Assigned task:
Looking at each line of the data below, tally those that contain the word "stream" and give only the total.

[[ Source information open ]]

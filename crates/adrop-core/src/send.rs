//! Initiator side of the transfer protocol.
//!
//! Idle -> manifest sent -> waiting for confirmation -> transmitting or
//! rejected. Rejection is a clean ending, not an error; only transport
//! failures surface as `Err`.

use crate::error::TransferError;
use crate::message::{mime_for_path, Action, ActionType, FileInfo, MetaInfo, TEXT_PLAIN};
use crate::wire::Framed;
use std::path::PathBuf;
use tokio::io::{AsyncRead, AsyncWrite};

/// One thing the operator asked to send. Text counts as a single
/// `text/plain` item.
#[derive(Debug, Clone)]
pub enum SendItem {
    Text(String),
    File(PathBuf),
}

impl SendItem {
    fn file_info(&self) -> FileInfo {
        match self {
            SendItem::Text(_) => FileInfo {
                file_type: TEXT_PLAIN.to_string(),
            },
            SendItem::File(path) => FileInfo {
                file_type: mime_for_path(path),
            },
        }
    }

    /// Payload bytes, fully loaded so the length is known before
    /// transmission starts.
    async fn load(&self) -> Result<Vec<u8>, TransferError> {
        match self {
            SendItem::Text(text) => Ok(text.as_bytes().to_vec()),
            SendItem::File(path) => Ok(tokio::fs::read(path).await?),
        }
    }
}

/// Terminal state of an initiated transfer. Both are clean endings.
#[derive(Debug, Clone, Copy, PartialEq, Eq)]
pub enum SendOutcome {
    /// Every payload was sent and acknowledged.
    Completed,
    /// The receiver declined; zero payloads were sent.
    Rejected,
}

pub struct Sender<T> {
    framed: Framed<T>,
}

impl<T> Sender<T>
where
    T: AsyncRead + AsyncWrite + Unpin + Send,
{
    /// Takes ownership of the connected stream for the session's lifetime.
    pub fn new(stream: T) -> Self {
        Self {
            framed: Framed::new(stream),
        }
    }

    /// Drive the whole initiator exchange: manifest, confirmation, then the
    /// lock-step payload loop. Payload n+1 is never written before the
    /// acknowledgment for payload n has arrived.
    pub async fn run(mut self, items: &[SendItem]) -> Result<SendOutcome, TransferError> {
        if items.is_empty() {
            return Err(TransferError::NoContent);
        }

        let meta = MetaInfo {
            file_infos: items.iter().map(SendItem::file_info).collect(),
        };
        tracing::debug!("sending manifest with {} item(s)", meta.file_infos.len());
        self.framed.write_record(&meta).await?;

        let decision: Action = self.framed.read_record().await?;
        if decision.kind != ActionType::Accepted {
            tracing::info!("transfer rejected by peer");
            return Ok(SendOutcome::Rejected);
        }

        for (index, item) in items.iter().enumerate() {
            let payload = item.load().await?;
            tracing::debug!("sending payload {} ({} bytes)", index, payload.len());
            self.framed.write_blob(&payload).await?;
            let _ack: Action = self.framed.read_record().await?;
        }

        tracing::info!("transfer complete, {} item(s) acknowledged", items.len());
        Ok(SendOutcome::Completed)
    }
}

#[cfg(test)]
mod tests {
    use super::*;
    use crate::message::MetaInfo;
    use tokio::io::{duplex, AsyncReadExt};

    #[tokio::test]
    async fn no_content_is_rejected_before_any_io() {
        let (a, mut b) = duplex(4096);

        let err = Sender::new(a).run(&[]).await.unwrap_err();
        assert!(matches!(err, TransferError::NoContent));

        // The sender side is already gone and never wrote a byte.
        let mut buf = [0u8; 1];
        assert_eq!(b.read(&mut buf).await.unwrap(), 0);
    }

    #[tokio::test]
    async fn rejection_short_circuits_the_transfer() {
        let (a, b) = duplex(4096);

        let sender = tokio::spawn(async move {
            let items = vec![SendItem::Text("hi".into())];
            Sender::new(a).run(&items).await
        });

        let mut peer = Framed::new(b);
        let meta: MetaInfo = peer.read_record().await.unwrap();
        assert_eq!(meta.file_infos.len(), 1);
        assert_eq!(meta.file_infos[0].file_type, TEXT_PLAIN);

        peer.write_record(&Action::rejected()).await.unwrap();

        let outcome = sender.await.unwrap().unwrap();
        assert_eq!(outcome, SendOutcome::Rejected);

        // Zero payload blobs were written; the stream just ends.
        let err = peer.read_blob().await.unwrap_err();
        assert!(matches!(err, TransferError::ConnectionClosed));
    }

    #[tokio::test]
    async fn payloads_follow_manifest_order() {
        let (a, b) = duplex(64 * 1024);

        let sender = tokio::spawn(async move {
            let items = vec![
                SendItem::Text("first".into()),
                SendItem::Text("second".into()),
            ];
            Sender::new(a).run(&items).await
        });

        let mut peer = Framed::new(b);
        let _meta: MetaInfo = peer.read_record().await.unwrap();
        peer.write_record(&Action::accepted()).await.unwrap();

        assert_eq!(peer.read_blob().await.unwrap(), b"first");
        peer.write_record(&Action::ack()).await.unwrap();
        assert_eq!(peer.read_blob().await.unwrap(), b"second");
        peer.write_record(&Action::ack()).await.unwrap();

        assert_eq!(sender.await.unwrap().unwrap(), SendOutcome::Completed);
    }
}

[[ Source information closed ]]

Answer section:
4